Being financially secure with your liquidity and assets is one thing, but are you truly prepared for worse case scenarios?
There is an abundance of advice to be found when it comes to personal financial management and you may think you have all bases covered, but Covid-19 has shown us all that we may not be as ahead of the game as we think we are.
If these Covid-dominated times have taught us anything, it is to expect the unexpected. When the unexpected happens, it is equally important to be both prepared and practical when it comes to making financial decisions.
Below, we take a look at factors you may wish to bear in mind if and when the unexpected arises.
When ill health strikes, are you prepared?
Rather surprisingly, more than half of British adults do not have a will prepared and the pandemic left large numbers of people frantically trying to get one produced.
However, this urgency to draw up wills arrived at completely the wrong time, as solicitors were reduced to working online, which denied people the chance to enjoy the face-to-face meetings that many value when it comes to making a will.
Similarly, it is estimated that only one in three people in the UK have life insurance, so while you may consider yourself financially secure, would your dependants be able to cope in the event of your death or serious illness?
Retirement plans can change so flexibility is key
Research by the Institute for Fiscal Studies showed one in eight workers aged 54 and over altered their retirement age as a result of the pandemic.
The majority of these people opted to retire later than originally planned, which highlights the importance of flexibility. Even the most organised and financially astute among us can see their best laid plans go up in smoke as events, rather than personal choice, change circumstances.
Of course, it is important and indeed entirely sensible to budget for retirement, but if the pandemic or another event has altered your finances, then it is only sensible to consider extending your working life or perhaps reducing your working hours rather than retiring completely.
Remain calm despite uncertainty with stocks and shares
It is important to remember that, when it comes to stocks and shares and investment diversification, the decisions you make can have a big impact on your livelihood.
As the realisation of Covid’s impact dawned on the world’s investment markets, the value of global shares plummeted, with both the UK and US markets falling by a third in a month during spring last year.
As lockdown gripped the world and many businesses closed – including some permanently – it was unsurprising that some investors rushed to sell shares.
However, the greater the fall, the sharper the rise.
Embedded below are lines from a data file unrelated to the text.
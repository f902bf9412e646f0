//! Trainer hand-off and training orchestration for FoamTune.
//!
//! This crate provides:
//! - [`SftJob`], the bundle handed to an external fine-tuning trainer
//! - [`TrainingStrategy`], the capability set a trainer backend implements
//! - [`TrainingLoop`], which drives a strategy over epochs and batches
//! - Training callbacks and checkpoint metadata
//!
//! The numeric work (forward pass, gradients, optimizer, LoRA weights) is
//! done by the strategy; nothing here depends on a tensor library.

#![warn(missing_docs)]

pub mod callbacks;
pub mod checkpoint;
pub mod sft;
pub mod strategy;
pub mod training_loop;

pub use callbacks::*;
pub use checkpoint::*;
pub use sft::*;
pub use strategy::*;
pub use training_loop::*;
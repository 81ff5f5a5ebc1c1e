#![forbid(unsafe_code)]

mod engine;
mod error;
mod record;
pub mod schema;
mod store;

pub use engine::*;
pub use error::*;
pub use record::*;
pub use store::*;

/// Table used for migration records when no other name is configured.
pub const DEFAULT_TABLE_NAME: &str = "migrato_migrations";
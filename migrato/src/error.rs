use migrato_store::StoreError;

use crate::validator::ValidationError;

#[derive(Debug, thiserror::Error)]
pub enum Error {
    #[error("configuration error: {0}")]
    Config(String),

    #[error(transparent)]
    Validation(#[from] ValidationError),

    /// The `up` or `down` handler of `name` failed. Displays as the handler's
    /// own error.
    #[error("{source}")]
    Handler {
        name: String,
        source: anyhow::Error,
    },

    #[error("migration `{0}` not found")]
    MigrationNotFound(String),

    #[error("migration `{0}` has no down handler")]
    MissingDown(String),

    #[error(transparent)]
    Store(#[from] StoreError),
}

impl Error {
    pub(crate) fn handler(name: impl Into<String>, source: anyhow::Error) -> Self {
        Error::Handler {
            name: name.into(),
            source,
        }
    }

    /// Name of the migration whose handler failed.
    pub fn migration(&self) -> Option<&str> {
        match self {
            Error::Handler { name, .. } => Some(name),
            _ => None,
        }
    }
}

pub type Result<T> = std::result::Result<T, Error>;
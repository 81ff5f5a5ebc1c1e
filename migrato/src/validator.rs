use std::collections::{BTreeSet, HashSet};

use migrato_store::Engine;

use crate::migration::Migration;

#[derive(Debug, Clone, PartialEq, Eq, thiserror::Error)]
pub enum ValidationError {
    #[error("migration names must not be empty")]
    EmptyName,

    #[error("duplicate migration names: {}", .0.join(", "))]
    DuplicateNames(Vec<String>),

    #[error("migration name `{name}` is longer than {max} characters")]
    NameTooLong { name: String, max: usize },

    #[error("migration `{0}` has no up handler")]
    MissingUp(String),
}

/// Rejects the whole batch when one definition is malformed. Nothing is read
/// from or written to the store.
///
/// Checks run in order: empty names, duplicates, length, missing `up`. Every
/// duplicated name is reported, once, sorted.
pub fn validate<E: Engine>(
    migrations: &[Migration<E>],
    max_name_length: usize,
) -> Result<(), ValidationError> {
    if migrations.iter().any(|m| m.name.trim().is_empty()) {
        return Err(ValidationError::EmptyName);
    }

    let mut seen = HashSet::new();
    let duplicates = migrations
        .iter()
        .filter(|m| !seen.insert(m.name.as_str()))
        .map(|m| m.name.to_owned())
        .collect::<BTreeSet<_>>();

    if !duplicates.is_empty() {
        return Err(ValidationError::DuplicateNames(
            duplicates.into_iter().collect(),
        ));
    }

    if let Some(m) = migrations
        .iter()
        .find(|m| m.name.chars().count() > max_name_length)
    {
        return Err(ValidationError::NameTooLong {
            name: m.name.to_owned(),
            max: max_name_length,
        });
    }

    if let Some(m) = migrations.iter().find(|m| m.up.is_none()) {
        return Err(ValidationError::MissingUp(m.name.to_owned()));
    }

    Ok(())
}
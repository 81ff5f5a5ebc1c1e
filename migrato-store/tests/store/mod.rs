use chrono::Utc;
use futures_util::future::join_all;
use migrato_store::{
    Engine, MigrationStatus, RecordPatch, RecordQuery, Store, StoreError, WriteRecord,
};

pub async fn test_create_claims_once<E: Engine>(store: &Store<E>) -> anyhow::Result<()> {
    let record = store.create(WriteRecord::new("001_a"), None).await?;

    assert_eq!(record.name, "001_a");
    assert_eq!(record.status, MigrationStatus::Running);
    assert!(record.started_at.is_some());

    let err = store
        .create(WriteRecord::new("001_a"), None)
        .await
        .unwrap_err();

    assert!(err.is_unique_violation());

    let records = store.records().await?;
    assert_eq!(records.len(), 1);
    assert_eq!(records[0].id, record.id);

    Ok(())
}

pub async fn test_concurrent_claims<E: Engine>(store: &Store<E>) -> anyhow::Result<()> {
    let results = join_all((0..5).map(|_| store.create(WriteRecord::new("001_a"), None))).await;

    let claimed = results.iter().filter(|res| res.is_ok()).count();
    let lost = results
        .iter()
        .filter(|res| matches!(res, Err(StoreError::UniqueViolation(_))))
        .count();

    assert_eq!(claimed, 1);
    assert_eq!(lost, 4);

    Ok(())
}

pub async fn test_list<E: Engine>(store: &Store<E>) -> anyhow::Result<()> {
    store.create(WriteRecord::new("002_b"), None).await?;
    store
        .create(
            WriteRecord::new("003_c")
                .status(MigrationStatus::Failed)
                .failed_at(Utc::now()),
            None,
        )
        .await?;
    store.create(WriteRecord::new("001_a"), None).await?;

    let all = store.list(RecordQuery::new()).await?;
    assert_eq!(all.count, 3);
    assert_eq!(
        all.items.iter().map(|r| r.name.as_str()).collect::<Vec<_>>(),
        vec!["001_a", "002_b", "003_c"]
    );

    let running = store.records_with_status(MigrationStatus::Running).await?;
    assert_eq!(
        running.iter().map(|r| r.name.as_str()).collect::<Vec<_>>(),
        vec!["001_a", "002_b"]
    );

    let named = store
        .list(
            RecordQuery::new()
                .name("003_c")
                .status(MigrationStatus::Failed),
        )
        .await?;
    assert_eq!(named.count, 1);
    assert!(named.items[0].failed_at.is_some());

    let none = store
        .list(
            RecordQuery::new()
                .name("003_c")
                .status(MigrationStatus::Completed),
        )
        .await?;
    assert_eq!(none.count, 0);

    Ok(())
}

pub async fn test_update<E: Engine>(store: &Store<E>) -> anyhow::Result<()> {
    let created = store.create(WriteRecord::new("001_a"), None).await?;
    let at = Utc::now();

    let updated = store
        .update("001_a", RecordPatch::completed(at), None)
        .await?;

    assert_eq!(updated.id, created.id);
    assert_eq!(updated.status, MigrationStatus::Completed);
    assert!(updated.executed_at.is_some());
    assert!(updated.failed_at.is_none());
    assert!(updated.updated_at >= created.updated_at);

    let fetched = store.get("001_a", None).await?.unwrap();
    assert_eq!(fetched.status, MigrationStatus::Completed);
    assert!(fetched.is_executed());

    let err = store
        .update("404_missing", RecordPatch::failed(at), None)
        .await
        .unwrap_err();
    assert!(matches!(err, StoreError::NotFound(name) if name == "404_missing"));

    assert!(store.get("404_missing", None).await?.is_none());

    Ok(())
}

pub async fn test_delete<E: Engine>(store: &Store<E>) -> anyhow::Result<()> {
    let now = Utc::now();

    store
        .create(
            WriteRecord::new("001_a")
                .status(MigrationStatus::Completed)
                .executed_at(now),
            None,
        )
        .await?;
    store
        .create(
            WriteRecord::new("002_b")
                .status(MigrationStatus::Failed)
                .failed_at(now),
            None,
        )
        .await?;
    store
        .create(
            WriteRecord::new("003_c")
                .status(MigrationStatus::Stuck)
                .failed_at(now),
            None,
        )
        .await?;

    let deleted = store
        .delete(RecordQuery::new().status(MigrationStatus::Failed), None)
        .await?;

    assert_eq!(deleted, 1);
    assert_eq!(
        store
            .records()
            .await?
            .iter()
            .map(|r| r.name.as_str())
            .collect::<Vec<_>>(),
        vec!["001_a", "003_c"]
    );

    let deleted = store
        .delete(RecordQuery::new().name("404_missing"), None)
        .await?;
    assert_eq!(deleted, 0);

    Ok(())
}

pub async fn test_transaction_commit<E: Engine>(store: &Store<E>) -> anyhow::Result<()> {
    let mut tx = store.begin().await?;

    store.create(WriteRecord::new("001_a"), Some(&mut tx)).await?;
    store
        .update("001_a", RecordPatch::completed(Utc::now()), Some(&mut tx))
        .await?;

    let inside = store.get("001_a", Some(&mut tx)).await?.unwrap();
    assert_eq!(inside.status, MigrationStatus::Completed);

    store.commit(tx).await?;

    let records = store.records().await?;
    assert_eq!(records.len(), 1);
    assert_eq!(records[0].status, MigrationStatus::Completed);

    Ok(())
}

pub async fn test_transaction_rollback<E: Engine>(store: &Store<E>) -> anyhow::Result<()> {
    store.create(WriteRecord::new("001_a"), None).await?;

    let mut tx = store.begin().await?;

    store.create(WriteRecord::new("002_b"), Some(&mut tx)).await?;
    store
        .delete(RecordQuery::new().name("001_a"), Some(&mut tx))
        .await?;

    assert!(store.get("001_a", Some(&mut tx)).await?.is_none());

    let err = store
        .create(WriteRecord::new("002_b"), Some(&mut tx))
        .await
        .unwrap_err();
    assert!(err.is_unique_violation());

    store.rollback(tx).await?;

    assert_eq!(
        store
            .records()
            .await?
            .iter()
            .map(|r| r.name.as_str())
            .collect::<Vec<_>>(),
        vec!["001_a"]
    );

    Ok(())
}
use async_trait::async_trait;

use crate::{
    error::Result,
    record::{MigrationRecord, RecordList, RecordPatch, RecordQuery, WriteRecord},
};

#[cfg(feature = "memory")]
mod memory;
#[cfg(feature = "pg")]
mod pg;
#[cfg(any(feature = "pg", feature = "sqlite"))]
mod sql;
#[cfg(feature = "sqlite")]
mod sqlite;

#[cfg(feature = "memory")]
pub use memory::*;
#[cfg(feature = "pg")]
pub use pg::*;
#[cfg(feature = "sqlite")]
pub use sqlite::*;

/// Storage of migration records plus the transactions that scope them.
///
/// Implementations must reject a second record with an existing name
/// atomically with respect to concurrent writers: `create` is the claim that
/// serializes runners, and it must fail with [`StoreError::UniqueViolation`]
/// when it loses.
///
/// Every method taking `tx` runs inside that transaction when one is given,
/// and as a standalone atomic operation otherwise.
///
/// [`StoreError::UniqueViolation`]: crate::StoreError::UniqueViolation
#[async_trait]
pub trait Engine: Clone + Send + Sync + 'static {
    /// Handle to an open unit of work. Dropping it without `commit` discards
    /// the writes made through it.
    type Transaction: Send;

    /// Provisions the record table if it does not exist yet.
    async fn setup(&self) -> Result<()>;

    /// Fails with [`StoreError::InvalidTableName`] unless `name` is a plain
    /// identifier, see [`schema::validate_table_name`].
    ///
    /// [`StoreError::InvalidTableName`]: crate::StoreError::InvalidTableName
    /// [`schema::validate_table_name`]: crate::schema::validate_table_name
    fn set_table_name(&mut self, name: &str) -> Result<()>;

    async fn begin(&self) -> Result<Self::Transaction>;

    async fn commit(&self, tx: Self::Transaction) -> Result<()>;

    async fn rollback(&self, tx: Self::Transaction) -> Result<()>;

    async fn create(
        &self,
        record: WriteRecord,
        tx: Option<&mut Self::Transaction>,
    ) -> Result<MigrationRecord>;

    async fn get(
        &self,
        name: &'_ str,
        tx: Option<&mut Self::Transaction>,
    ) -> Result<Option<MigrationRecord>>;

    /// Records matching `query`, ordered by name ascending.
    async fn list(&self, query: RecordQuery) -> Result<RecordList>;

    async fn update(
        &self,
        name: &'_ str,
        patch: RecordPatch,
        tx: Option<&mut Self::Transaction>,
    ) -> Result<MigrationRecord>;

    /// Deletes every record matching `query` and returns how many went.
    async fn delete(&self, query: RecordQuery, tx: Option<&mut Self::Transaction>) -> Result<u64>;
}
As long as there is economic growth, the stock market will always recover and rise to new highs over the long term, due to increased sales leading to higher earnings.
This is not to say individuals should not be concerned or seek independent advice, but rushing into decisions is ill-advised.
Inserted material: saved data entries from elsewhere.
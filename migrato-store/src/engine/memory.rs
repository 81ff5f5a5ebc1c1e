use async_trait::async_trait;
use std::{
    collections::{btree_map::Entry, BTreeMap},
    fmt,
    sync::Arc,
};
use tokio::sync::{OwnedRwLockWriteGuard, RwLock};

use crate::{
    engine::Engine,
    error::{Result, StoreError},
    record::{MigrationRecord, RecordList, RecordPatch, RecordQuery, WriteRecord},
    schema,
    store::Store,
};

type Records = BTreeMap<String, MigrationRecord>;

pub type MemoryStore = Store<Memory>;

/// Records kept in process. Clones share the same records.
#[derive(Debug, Clone, Default)]
pub struct Memory(Arc<RwLock<Records>>);

impl MemoryStore {
    pub fn new() -> Self {
        Store(Memory::default())
    }
}

impl Default for MemoryStore {
    fn default() -> Self {
        Self::new()
    }
}

/// Holds the write lock for its whole lifetime and works on a copy of the
/// records, swapped in on commit.
pub struct MemoryTransaction {
    guard: OwnedRwLockWriteGuard<Records>,
    records: Records,
}

impl fmt::Debug for MemoryTransaction {
    fn fmt(&self, f: &mut fmt::Formatter<'_>) -> fmt::Result {
        f.debug_struct("MemoryTransaction")
            .field("records", &self.records.len())
            .finish()
    }
}

#[async_trait]
impl Engine for Memory {
    type Transaction = MemoryTransaction;

    async fn setup(&self) -> Result<()> {
        Ok(())
    }

    fn set_table_name(&mut self, name: &str) -> Result<()> {
        schema::validate_table_name(name)
    }

    async fn begin(&self) -> Result<MemoryTransaction> {
        let guard = self.0.clone().write_owned().await;
        let records = guard.clone();

        Ok(MemoryTransaction { guard, records })
    }

    async fn commit(&self, tx: MemoryTransaction) -> Result<()> {
        let MemoryTransaction { mut guard, records } = tx;
        *guard = records;

        Ok(())
    }

    async fn rollback(&self, tx: MemoryTransaction) -> Result<()> {
        drop(tx);

        Ok(())
    }

    async fn create(
        &self,
        record: WriteRecord,
        tx: Option<&mut MemoryTransaction>,
    ) -> Result<MigrationRecord> {
        match tx {
            Some(tx) => insert(&mut tx.records, record),
            _ => insert(&mut *self.0.write().await, record),
        }
    }

    async fn get(
        &self,
        name: &'_ str,
        tx: Option<&mut MemoryTransaction>,
    ) -> Result<Option<MigrationRecord>> {
        let record = match tx {
            Some(tx) => tx.records.get(name).cloned(),
            _ => self.0.read().await.get(name).cloned(),
        };

        Ok(record)
    }

    async fn list(&self, query: RecordQuery) -> Result<RecordList> {
        let items = self
            .0
            .read()
            .await
            .values()
            .filter(|record| query.matches(record))
            .cloned()
            .collect::<Vec<_>>();

        Ok(items.into())
    }

    async fn update(
        &self,
        name: &'_ str,
        patch: RecordPatch,
        tx: Option<&mut MemoryTransaction>,
    ) -> Result<MigrationRecord> {
        match tx {
            Some(tx) => patch_record(&mut tx.records, name, &patch),
            _ => patch_record(&mut *self.0.write().await, name, &patch),
        }
    }

    async fn delete(&self, query: RecordQuery, tx: Option<&mut MemoryTransaction>) -> Result<u64> {
        let deleted = match tx {
            Some(tx) => remove(&mut tx.records, &query),
            _ => remove(&mut *self.0.write().await, &query),
        };

        Ok(deleted)
    }
}

fn insert(records: &mut Records, record: WriteRecord) -> Result<MigrationRecord> {
    match records.entry(record.name.to_owned()) {
        Entry::Occupied(_) => Err(StoreError::UniqueViolation(record.name)),
        Entry::Vacant(entry) => Ok(entry.insert(record.to_record()).clone()),
    }
}

fn patch_record(records: &mut Records, name: &str, patch: &RecordPatch) -> Result<MigrationRecord> {
    let Some(record) = records.get_mut(name) else {
        return Err(StoreError::NotFound(name.to_owned()));
    };

    patch.apply(record);

    Ok(record.clone())
}

fn remove(records: &mut Records, query: &RecordQuery) -> u64 {
    let before = records.len();
    records.retain(|_, record| !query.matches(record));

    (before - records.len()) as u64
}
It is never ideal to see gains disappear, but it is important to remember that profits and value are not the same things.
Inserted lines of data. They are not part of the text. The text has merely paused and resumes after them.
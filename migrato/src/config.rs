//! Settings read by the migrator and the startup runner.
//!
//! [`Config`] deserializes with every field optional, so a host can load it
//! from whatever format it keeps its own settings in.

use migrato_store::DEFAULT_TABLE_NAME;
use serde::Deserialize;

/// Minutes after which a `RUNNING` record is considered abandoned.
pub const DEFAULT_STUCK_TIMEOUT_MINUTES: i64 = 30;

/// Longest migration name accepted, in characters.
pub const DEFAULT_MAX_NAME_LENGTH: usize = 255;

#[derive(Debug, Clone, PartialEq, Eq, Deserialize)]
#[serde(default)]
pub struct Config {
    /// Master switch. A disabled runner never touches the store.
    pub enabled: bool,

    /// Run pending migrations from [`Runner::on_startup`](crate::Runner::on_startup).
    pub run_on_startup: bool,

    /// Run a whole batch in one transaction, all or nothing.
    pub use_transaction: bool,

    /// `None` falls back to [`DEFAULT_STUCK_TIMEOUT_MINUTES`].
    pub stuck_timeout_minutes: Option<i64>,

    pub max_name_length: usize,

    pub table_name: String,
}

impl Config {
    pub fn stuck_timeout(&self) -> i64 {
        self.stuck_timeout_minutes
            .unwrap_or(DEFAULT_STUCK_TIMEOUT_MINUTES)
    }
}

impl Default for Config {
    fn default() -> Self {
        Self {
            enabled: true,
            run_on_startup: false,
            use_transaction: true,
            stuck_timeout_minutes: None,
            max_name_length: DEFAULT_MAX_NAME_LENGTH,
            table_name: DEFAULT_TABLE_NAME.to_owned(),
        }
    }
}

#[derive(Debug, Default)]
pub struct ConfigBuilder {
    config: Config,
}

impl ConfigBuilder {
    pub fn new() -> Self {
        Self::default()
    }

    pub fn enabled(mut self, value: bool) -> Self {
        self.config.enabled = value;
        self
    }

    pub fn run_on_startup(mut self, value: bool) -> Self {
        self.config.run_on_startup = value;
        self
    }

    pub fn use_transaction(mut self, value: bool) -> Self {
        self.config.use_transaction = value;
        self
    }

    pub fn stuck_timeout_minutes(mut self, minutes: i64) -> Self {
        self.config.stuck_timeout_minutes = Some(minutes);
        self
    }

    pub fn max_name_length(mut self, len: usize) -> Self {
        self.config.max_name_length = len;
        self
    }

    pub fn table_name<N: Into<String>>(mut self, name: N) -> Self {
        self.config.table_name = name.into();
        self
    }

    pub fn build(self) -> Config {
        self.config
    }
}
use async_trait::async_trait;
use sqlx::{SqlitePool, Transaction};

use crate::{
    engine::{sql, Engine},
    error::{Result, StoreError},
    record::{MigrationRecord, RecordList, RecordPatch, RecordQuery, WriteRecord},
    schema::{self, Dialect},
    store::Store,
    DEFAULT_TABLE_NAME,
};

pub type SqliteStore = Store<Sqlite>;

impl SqliteStore {
    pub fn new(pool: &SqlitePool) -> Self {
        Store(Sqlite {
            pool: pool.clone(),
            table: DEFAULT_TABLE_NAME.to_owned(),
        })
    }
}

#[derive(Debug, Clone)]
pub struct Sqlite {
    pool: SqlitePool,
    table: String,
}

impl Sqlite {
    pub fn table(&self) -> &str {
        &self.table
    }
}

#[async_trait]
impl Engine for Sqlite {
    type Transaction = Transaction<'static, sqlx::Sqlite>;

    async fn setup(&self) -> Result<()> {
        sqlx::query(&schema::create_table(&self.table, Dialect::Sqlite))
            .execute(&self.pool)
            .await?;

        sqlx::query(&schema::create_status_index(&self.table))
            .execute(&self.pool)
            .await?;

        Ok(())
    }

    fn set_table_name(&mut self, name: &str) -> Result<()> {
        schema::validate_table_name(name)?;
        self.table = name.to_owned();

        Ok(())
    }

    async fn begin(&self) -> Result<Self::Transaction> {
        Ok(self.pool.begin().await?)
    }

    async fn commit(&self, tx: Self::Transaction) -> Result<()> {
        tx.commit().await?;

        Ok(())
    }

    async fn rollback(&self, tx: Self::Transaction) -> Result<()> {
        tx.rollback().await?;

        Ok(())
    }

    async fn create(
        &self,
        record: WriteRecord,
        tx: Option<&mut Self::Transaction>,
    ) -> Result<MigrationRecord> {
        let table = &self.table;
        let record = record.to_record();

        // A conflicting insert returns no row.
        let statement = format!(
            r#"
            INSERT INTO {table} ({})
            VALUES (?, ?, ?, ?, ?, ?, ?, ?)
            ON CONFLICT (name) DO NOTHING
            RETURNING {}
            "#,
            sql::COLUMNS,
            sql::COLUMNS
        );

        let query = sqlx::query_as::<_, sql::RecordRow>(&statement)
            .bind(record.id)
            .bind(record.name.to_owned())
            .bind(record.status.as_str())
            .bind(record.started_at)
            .bind(record.executed_at)
            .bind(record.failed_at)
            .bind(record.created_at)
            .bind(record.updated_at);

        let row = match tx {
            Some(tx) => query.fetch_optional(&mut **tx).await,
            _ => query.fetch_optional(&self.pool).await,
        }
        .map_err(|err| sql::claim_error(err, &record.name))?;

        match row {
            Some(row) => row.try_into(),
            _ => Err(StoreError::UniqueViolation(record.name)),
        }
    }

    async fn get(
        &self,
        name: &'_ str,
        tx: Option<&mut Self::Transaction>,
    ) -> Result<Option<MigrationRecord>> {
        let mut builder =
            sql::select::<sqlx::Sqlite>(&self.table, &RecordQuery::new().name(name));
        let query = builder.build_query_as::<sql::RecordRow>();

        let row = match tx {
            Some(tx) => query.fetch_optional(&mut **tx).await?,
            _ => query.fetch_optional(&self.pool).await?,
        };

        row.map(MigrationRecord::try_from).transpose()
    }

    async fn list(&self, query: RecordQuery) -> Result<RecordList> {
        let rows = sql::select::<sqlx::Sqlite>(&self.table, &query)
            .build_query_as::<sql::RecordRow>()
            .fetch_all(&self.pool)
            .await?;

        sql::into_list(rows)
    }

    async fn update(
        &self,
        name: &'_ str,
        patch: RecordPatch,
        tx: Option<&mut Self::Transaction>,
    ) -> Result<MigrationRecord> {
        let mut builder = sql::update::<sqlx::Sqlite>(&self.table, name, &patch);
        let query = builder.build_query_as::<sql::RecordRow>();

        let row = match tx {
            Some(tx) => query.fetch_optional(&mut **tx).await?,
            _ => query.fetch_optional(&self.pool).await?,
        };

        match row {
            Some(row) => row.try_into(),
            _ => Err(StoreError::NotFound(name.to_owned())),
        }
    }

    async fn delete(&self, query: RecordQuery, tx: Option<&mut Self::Transaction>) -> Result<u64> {
        let mut builder = sql::delete::<sqlx::Sqlite>(&self.table, &query);
        let query = builder.build();

        let result = match tx {
            Some(tx) => query.execute(&mut **tx).await?,
            _ => query.execute(&self.pool).await?,
        };

        Ok(result.rows_affected())
    }
}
The only way to achieve gains is to have your money in the markets. When investors attempt to ‘time’ the market, they commonly make the mistake of taking money out when valuations are low and investing again when valuations are high, which is rarely a sensible investment strategy.
Do not rush into decisions
The housing market is another example of why it is best to take a step back and fully evaluate the situation before deciding on your next step.
Over the past year, many people previously looking to buy a property held back on their plans as the market stalled.
However, with interest rates remaining low and buyers hard to come by, those in need of liquidity would have found it difficult to say no to even reduced offers.
Selling a property brought different challenges, but it was not necessarily the right decision to haul your home off the market as the pandemic took hold.
Even if buyers were holding back, they were in many cases still browsing, so sellers who decided to remove their property from the market were behind the game when it came to buyers becoming active again.